Publication Date: May 2005
Author(s): Pink GH, Holmes GM, D'Alpe C, Strunk LA, McGee P, Slifkin RT
Research Center(s): North Carolina
Project: Analyzing Financial and Operational Performance of CAHs
Notes: Briefing Paper #7
The purpose of this project was to develop and disseminate comparative financial indicators specifically for Critical Access Hospitals (CAHs) using Medicare Cost Report (Healthcare Report Information System) data. A Technical Advisory Group of individuals with extensive experience in rural hospital finance and operations provided advice to a research team from the University of North Carolina at Chapel Hill. A literature review identified 114 financial ratios that have proven useful for assessing financial condition. Twenty indicators deemed appropriate for assessment of CAH financial condition were chosen. In September 2004, the CEOs of 853 CAHs were mailed a CAH Financial Indicators Report© (the Report) that included values specifically for their CAH and national median values. State-level reports were sent to State Flex Coordinators.

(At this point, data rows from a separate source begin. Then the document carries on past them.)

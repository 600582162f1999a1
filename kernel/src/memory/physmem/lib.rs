// Copyright 2022 The Firefly Authors.
//
// Use of this source code is governed by a BSD 3-clause
// license that can be found in the LICENSE file.

//! Allocates 4 KiB physical frames from a fixed pool.
//!
//! The kernel reserves a static pool of page-aligned memory at link time
//! and hands it out one [`Frame`] at a time. Thread stacks are single
//! frames; other variable-size kernel objects come from the heap
//! allocator instead.
//!
//! Allocation state is a [`bitmap_index::Bitmap`] in which a set bit
//! marks a free frame.

#![no_std]
#![deny(clippy::float_arithmetic)]
#![deny(clippy::inline_asm_x86_att_syntax)]
#![deny(clippy::return_self_not_must_use)]
#![deny(clippy::single_char_lifetime_names)]
#![deny(clippy::wildcard_imports)]

extern crate alloc;

use align::PAGE_SIZE;
use bitmap_index::Bitmap;
use core::cell::UnsafeCell;
use lazy_static::lazy_static;
use spin::Mutex;

/// The size of each allocated frame in bytes.
///
pub const FRAME_SIZE: usize = PAGE_SIZE;

/// The number of frames in the static pool.
///
const POOL_FRAMES: usize = 1024; // 4 MiB.

/// The static pool from which frames are carved.
///
/// The wrapper exists to force page alignment and to give
/// the kernel a Sync handle on the memory. The bytes are
/// only ever reached through frames handed out by the
/// allocator, which never hands out the same frame twice.
///
#[repr(align(4096))]
struct Pool(UnsafeCell<[u8; POOL_FRAMES * FRAME_SIZE]>);

unsafe impl Sync for Pool {}

static POOL: Pool = Pool(UnsafeCell::new([0u8; POOL_FRAMES * FRAME_SIZE]));

lazy_static! {
    /// ALLOCATOR records which frames of [`POOL`] are free.
    ///
    pub static ref ALLOCATOR: Mutex<FrameAllocator> =
        Mutex::new(FrameAllocator::new(POOL_FRAMES));
}

/// A single 4 KiB frame of kernel memory.
///
#[derive(Debug, PartialEq, Eq)]
pub struct Frame {
    index: usize,
}

impl Frame {
    /// Returns the address of the first byte in the frame.
    ///
    pub fn start_address(&self) -> usize {
        POOL.0.get() as usize + self.index * FRAME_SIZE
    }

    /// Returns the address one past the last byte in the
    /// frame.
    ///
    pub fn end_address(&self) -> usize {
        self.start_address() + FRAME_SIZE
    }
}

/// Tracks the allocation state of the frame pool.
///
pub struct FrameAllocator {
    free: Bitmap,
}

impl FrameAllocator {
    fn new(frames: usize) -> Self {
        FrameAllocator {
            free: Bitmap::new_set(frames),
        }
    }

    /// Returns the number of frames not currently
    /// allocated.
    ///
    pub fn free_frames(&self) -> usize {
        self.free.num_set()
    }

    fn allocate(&mut self) -> Option<Frame> {
        let index = self.free.next_set()?;
        self.free.unset(index);
        Some(Frame { index })
    }

    fn deallocate(&mut self, frame: Frame) {
        debug_assert!(!self.free.get(frame.index), "frame freed twice");
        self.free.set(frame.index);
    }
}

/// Allocates a single frame, or returns None if the pool
/// is exhausted.
///
pub fn allocate_frame() -> Option<Frame> {
    ALLOCATOR.lock().allocate()
}

/// Returns the given frame to the pool.
///
pub fn free_frame(frame: Frame) {
    ALLOCATOR.lock().deallocate(frame);
}

#[cfg(test)]
mod tests {
    use super::allocate_frame;
    use super::free_frame;
    use super::FRAME_SIZE;

    #[test]
    fn test_allocate_and_free() {
        let a = allocate_frame().expect("failed to allocate frame");
        let b = allocate_frame().expect("failed to allocate frame");

        assert_ne!(a.start_address(), b.start_address());
        assert_eq!(a.start_address() % FRAME_SIZE, 0);
        assert_eq!(b.start_address() % FRAME_SIZE, 0);
        assert_eq!(a.end_address() - a.start_address(), FRAME_SIZE);

        free_frame(a);
        free_frame(b);
    }

    #[test]
    fn test_frames_are_distinct() {
        let frames: alloc::vec::Vec<_> =
            (0..8).map(|_| allocate_frame().expect("exhausted")).collect();

        for (i, a) in frames.iter().enumerate() {
            for b in frames.iter().skip(i + 1) {
                assert!(
                    a.end_address() <= b.start_address()
                        || b.end_address() <= a.start_address()
                );
            }
        }

        for frame in frames {
            free_frame(frame);
        }
    }
}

Results showed that over the six years since 1998, CAHs generally became more profitable and increased utilization of beds. However, while on average CAHs with long-term care became more liquid and reduced their use of debt over time, those without long-term care became less liquid and increased their use of debt. In the most recent year for which we have data (2003), CAHs without long-term care generally were more profitable, were more liquid, had less debt, and had higher utilization of beds in comparison to CAHs with long-term care.
An evaluation form queried respondents regarding the overall usefulness of the Report and of individual indicators. Among 180 respondents, 82 percent rated the report as either very useful or useful. Net days revenue in accounts receivable, FTEs per adjusted occupied bed, and total margin were rated most useful by the greatest number of respondents. Every indicator in the Report was rated most useful by a substantial number of respondents and least useful by only a few respondents.